Woman smiling while petting her brown labradoodle on her couch.

A Quick Guide To Different Types Of Personal Loans

Miranda Crace8-Minute Read
August 30, 2022

Share:

Most personal loans offer a fixed interest rate and minimum borrowing amount of around $1,000 to $2,000 – an attractive solution for debt consolidation, paying for home improvement projects or building credit.

Various types of personal loans are available, including some that allow you to immediately fund your plans without risking collateral like you would with a home equity loan. Let’s break down the different types of personal loans so you can make the right choice for your circumstances.

Getting a personal loan has never been easier.

The Rocket LoansSM application process makes borrowing simple.

Types Of Personal Loans

It’s helpful to think about unsecured, secured, fixed-rate and adjustable-rate loans as umbrella terms. You can categorize the different types of personal loans you’ve probably heard of – home improvement, debt consolidation, vacation loans, etc. – into one or more of these terms. Let’s break it down.

Unsecured Personal Loans

An unsecured loan is the most common type of personal loan you’ll encounter. Unsecured loans are personal loans backed by your credit profile rather than collateral such as real estate, a car or a pawn shop item. You’ll pay this loan back in fixed installments, typically over the course of 1 – 6 years.
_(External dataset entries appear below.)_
//! Parameter transforms.
//!
//! Model parameters are internally modelled as Gaussian random variables
//! ("fabber space"). A [`ParamTransform`] is a monotone bijection between
//! that internal variable and the value the forward model actually consumes
//! ("model space"), used to keep parameters away from hard limits such as
//! negative values.
//!
//! Distribution parameters are mapped with a first-order delta-method
//! approximation: for fabber-space mean m and variance v the model-space
//! distribution is taken as mean T(m), variance (T′(m))²·v, and symmetrically
//! for the inverse direction.

use serde::{Deserialize, Serialize};

use crate::dist::DistParams;
use crate::error::{FabberError, FabberResult};

/// String code for the identity transform.
pub const TRANSFORM_CODE_IDENTITY: &str = "I";
/// String code for the log transform.
pub const TRANSFORM_CODE_LOG: &str = "L";
/// String code for the softplus transform.
pub const TRANSFORM_CODE_SOFTPLUS: &str = "S";

/// Argument magnitude beyond which softplus switches to its asymptotes.
const SOFTPLUS_ASYMPTOTE: f64 = 30.0;

/// A monotone bijection between fabber space and model space.
#[derive(Debug, Clone, Copy, PartialEq, Eq, Serialize, Deserialize)]
pub enum ParamTransform {
    /// No transformation.
    Identity,
    /// Model value is exp of the fabber value (log-normal parameter).
    Log,
    /// Model value is log(1 + exp x): strictly positive, asymptotically
    /// linear, avoiding the rapid growth of the exponential.
    SoftPlus,
}

impl ParamTransform {
    /// Look up a transform by its string code ("I", "L" or "S").
    pub fn from_code(code: &str) -> FabberResult<Self> {
        match code {
            TRANSFORM_CODE_IDENTITY => Ok(Self::Identity),
            TRANSFORM_CODE_LOG => Ok(Self::Log),
            TRANSFORM_CODE_SOFTPLUS => Ok(Self::SoftPlus),
            other => Err(FabberError::invalid_option(
                "transform",
                other,
                "known transform codes are I, L, S",
            )),
        }
    }

    /// The string code of this transform.
    #[must_use]
    pub fn code(&self) -> &'static str {
        match self {
            Self::Identity => TRANSFORM_CODE_IDENTITY,
            Self::Log => TRANSFORM_CODE_LOG,
            Self::SoftPlus => TRANSFORM_CODE_SOFTPLUS,
        }
    }

    /// Map a fabber-space value to model space.
    #[must_use]
    pub fn to_model(&self, x: f64) -> f64 {
        match self {
            Self::Identity => x,
            Self::Log => x.exp(),
            Self::SoftPlus => {
                if x > SOFTPLUS_ASYMPTOTE {
                    // log(1+e^x) -> x
                    x
                } else if x < -SOFTPLUS_ASYMPTOTE {
                    // log(1+e^x) -> e^x
                    x.exp()
                } else {
                    x.exp().ln_1p()
                }
            }
        }
    }

    /// Map a model-space value back to fabber space.
    #[must_use]
    pub fn to_fabber(&self, y: f64) -> f64 {
        match self {
            Self::Identity => y,
            Self::Log => y.ln(),
            Self::SoftPlus => {
                if y > SOFTPLUS_ASYMPTOTE {
                    // log(e^y - 1) -> y
                    y
                } else {
                    // log(e^y - 1), stable for small y via expm1
                    y.exp_m1().ln()
                }
            }
        }
    }

    /// Derivative dT/dx of the fabber-to-model map at fabber-space x.
    #[must_use]
    pub fn dto_model(&self, x: f64) -> f64 {
        match self {
            Self::Identity => 1.0,
            Self::Log => x.exp(),
            Self::SoftPlus => {
                // sigmoid(x), with asymptotic branches
                if x > SOFTPLUS_ASYMPTOTE {
                    1.0
                } else if x < -SOFTPLUS_ASYMPTOTE {
                    x.exp()
                } else {
                    1.0 / (1.0 + (-x).exp())
                }
            }
        }
    }

    /// Map fabber-space distribution parameters to model space by the
    /// delta method.
    pub fn to_model_dist(&self, params: DistParams) -> FabberResult<DistParams> {
        match self {
            Self::Identity => Ok(params),
            _ => {
                let slope = self.dto_model(params.mean());
                DistParams::new(self.to_model(params.mean()), slope * slope * params.var())
            }
        }
    }

    /// Map model-space distribution parameters to fabber space by the
    /// delta method.
    pub fn to_fabber_dist(&self, params: DistParams) -> FabberResult<DistParams> {
        match self {
            Self::Identity => Ok(params),
            _ => {
                let fab_mean = self.to_fabber(params.mean());
                let slope = self.dto_model(fab_mean);
                DistParams::new(fab_mean, params.var() / (slope * slope))
            }
        }
    }
}

impl Default for ParamTransform {
    fn default() -> Self {
        Self::Identity
    }
}

#[cfg(test)]
mod tests {
    use super::*;
    use approx::{assert_abs_diff_eq, assert_relative_eq};
    use proptest::prelude::*;

    #[test]
    fn test_code_round_trip() {
        for t in [
            ParamTransform::Identity,
            ParamTransform::Log,
            ParamTransform::SoftPlus,
        ] {
            assert_eq!(ParamTransform::from_code(t.code()).unwrap(), t);
        }
        assert!(ParamTransform::from_code("X").is_err());
    }

    #[test]
    fn test_log_round_trip() {
        let t = ParamTransform::Log;
        for x in [-5.0, -0.1, 0.0, 0.1, 3.0, 10.0] {
            assert_abs_diff_eq!(t.to_fabber(t.to_model(x)), x, epsilon = 1e-10);
        }
    }

    #[test]
    fn test_softplus_round_trip_moderate_range() {
        let t = ParamTransform::SoftPlus;
        for x in [-20.0, -5.0, -0.5, 0.0, 0.5, 5.0, 20.0] {
            assert_abs_diff_eq!(t.to_fabber(t.to_model(x)), x, epsilon = 1e-8);
        }
    }

    #[test]
    fn test_softplus_asymptotic_branches_do_not_overflow() {
        let t = ParamTransform::SoftPlus;
        assert_relative_eq!(t.to_model(500.0), 500.0);
        assert!(t.to_model(-500.0) > 0.0);
        assert_relative_eq!(t.to_fabber(500.0), 500.0);
        assert_relative_eq!(t.dto_model(500.0), 1.0);
    }

    #[test]
    fn test_delta_method_variance_log() {
        // Fabber-space N(0, 4) through exp: model mean exp(0)=1,
        // model var (exp(0))^2 * 4 = 4.
        let t = ParamTransform::Log;
        let model = t
            .to_model_dist(DistParams::new(0.0, 4.0).unwrap())
            .unwrap();
        assert_relative_eq!(model.mean(), 1.0);
        assert_relative_eq!(model.var(), 4.0);

        let back = t.to_fabber_dist(model).unwrap();
        assert_abs_diff_eq!(back.mean(), 0.0, epsilon = 1e-12);
        assert_relative_eq!(back.var(), 4.0, epsilon = 1e-12);
    }

    proptest! {
        #[test]
        fn prop_identity_round_trip_exact(x in -1e12f64..1e12) {
            let t = ParamTransform::Identity;
            prop_assert_eq!(t.to_fabber(t.to_model(x)), x);
        }

        #[test]
        fn prop_log_round_trip(x in -30.0f64..30.0) {
            let t = ParamTransform::Log;
            prop_assert!((t.to_fabber(t.to_model(x)) - x).abs() < 1e-10);
        }

        #[test]
        fn prop_softplus_round_trip(x in -20.0f64..20.0) {
            let t = ParamTransform::SoftPlus;
            prop_assert!((t.to_fabber(t.to_model(x)) - x).abs() < 1e-8);
        }

        #[test]
        fn prop_softplus_is_monotone(a in -40.0f64..40.0, b in -40.0f64..40.0) {
            let t = ParamTransform::SoftPlus;
            if a < b {
                prop_assert!(t.to_model(a) < t.to_model(b));
            }
        }
    }
}
/// Lower bound of the δ search range.
const DELTA_MIN: f64 = 0.05;
/// Upper bound of the δ search range.
const DELTA_MAX: f64 = 1e3;
/// Step used for finite-difference derivatives in log-δ.
const DERIV_STEP: f64 = 1e-3;
/// Bisection iterations for the smoothing-scale search.
const BISECTION_ITERATIONS: usize = 40;
/// Floor applied to the analytically solved ρ.
const RHO_FLOOR: f64 = 1e-10;
/// Floor on the data-only precision when separating a posterior from its
/// prior.
const DATA_PRECISION_FLOOR: f64 = 1e-10;

/// Configuration of the spatial coordinator.
#[derive(Debug, Clone)]
pub struct SpatialVbConfig {
    /// Number of spatial dimensions: 0 disables smoothing, 2 smooths in
    /// slices only, 3 by volume
    pub spatial_dims: usize,
    /// Voxel distance metric
    pub distance_measure: DistanceMeasure,
    /// Maximum ρ increase factor per outer step (≥ 1, or −1 for unlimited)
    pub spatial_speed: f64,
    /// Fixed δ; disables the δ search when present
    pub fixed_delta: Option<f64>,
    /// Fixed ρ; disables the ρ solution when present
    pub fixed_rho: Option<f64>,
    /// Initial δ guess for the searches
    pub delta_guess: f64,
    /// Whether (ρ, δ) are updated after the very first sweep
    pub update_first_iter: bool,
    /// Optimise all P/p parameters against a single shared δ
    pub use_sim_evidence: bool,
    /// Budget of evidence evaluations per δ search
    pub new_delta_evals: usize,
    /// Replace the secant search by an exhaustive log-grid search
    pub brute_force_delta: bool,
    /// Outer-loop convergence settings (iteration cap, |ΔF| tolerance,
    /// divergence budget)
    pub convergence: ConvergenceConfig,
}

impl SpatialVbConfig {
    /// Read the spatial configuration from run options.
    pub fn from_options(options: &RunOptions) -> FabberResult<Self> {
        let spatial_dims = options.get_int_default("spatial-dims", 3)?;
        if !(0..=3).contains(&spatial_dims) {
            return Err(FabberError::invalid_option(
                "spatial-dims",
                spatial_dims.to_string(),
                "must be 0, 1, 2 or 3",
            ));
        }
        let spatial_speed = options.get_f64_default("spatial-speed", -1.0)?;
        if spatial_speed != -1.0 && spatial_speed < 1.0 {
            return Err(FabberError::invalid_option(
                "spatial-speed",
                spatial_speed.to_string(),
                "must be at least 1, or -1 for unlimited",
            ));
        }
        let delta_guess = options.get_f64_default("delta-guess", 1.0)?;
        if delta_guess <= 0.0 {
            return Err(FabberError::invalid_option(
                "delta-guess",
                delta_guess.to_string(),
                "must be positive",
            ));
        }
        let fixed_delta = if options.have_key("fixed-delta") {
            Some(options.get_f64("fixed-delta")?)
        } else {
            None
        };
        let fixed_rho = if options.have_key("fixed-rho") {
            Some(options.get_f64("fixed-rho")?)
        } else {
            None
        };
        let new_delta_evals = options.get_int_default("new-delta-evals", 10)?;
        if new_delta_evals < 2 {
            return Err(FabberError::invalid_option(
                "new-delta-evals",
                new_delta_evals.to_string(),
                "must be at least 2",
            ));
        }
        Ok(Self {
            spatial_dims: spatial_dims as usize,
            distance_measure: DistanceMeasure::from_option(
                options.get_str_default("distance-measure", "dist1"),
            )?,
            spatial_speed,
            fixed_delta,
            fixed_rho,
            delta_guess,
            update_first_iter: options.get_bool("update-first-iter")?,
            use_sim_evidence: options.get_bool("use-sim-evidence")?,
            new_delta_evals: new_delta_evals as usize,
            brute_force_delta: options.get_bool("brute-force-delta-search")?,
            convergence: ConvergenceConfig::from_options(options)?,
        })
    }
}

/// Per-voxel, per-parameter statistics feeding a hyper-parameter update.
struct SpatialStats {
    /// Mean vector across voxels (fabber space)
    means: DVector<f64>,
    /// Variance (covariance-ratio diagonal) across voxels
    variances: DVector<f64>,
}

/// q(δ) = dᵀK⁻¹d + tr(K⁻¹·C) with C the diagonal supplied to the cache.
fn evidence_denominator(
    cache: &mut CovarianceCache,
    means: &DVector<f64>,
    delta: f64,
) -> FabberResult<f64> {
    let quad = {
        let kinv = cache.cinv(delta)?;
        (kinv * means).dot(means)
    };
    let (_, trace) = cache.ci_codist_ci(delta)?;
    Ok(quad + trace)
}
Unsecured personal loans are best for people with an excellent credit score. Borrowers with a bad credit score may face an interest rate as high as one they’d find with a credit card.

Here are some advantages and disadvantages of unsecured personal loans, broken down in this simple table:

Pros

Cons

You’re not risking any collateral like your home or car.

These loans aren’t ideal for borrowers with bad credit, because most lenders require a higher minimum FICO® Score.

Fixed installments allow for better financial planning.

Loan amounts are typically smaller since they aren’t backed by collateral.

Lower interest than with some credit cards can allow for big savings.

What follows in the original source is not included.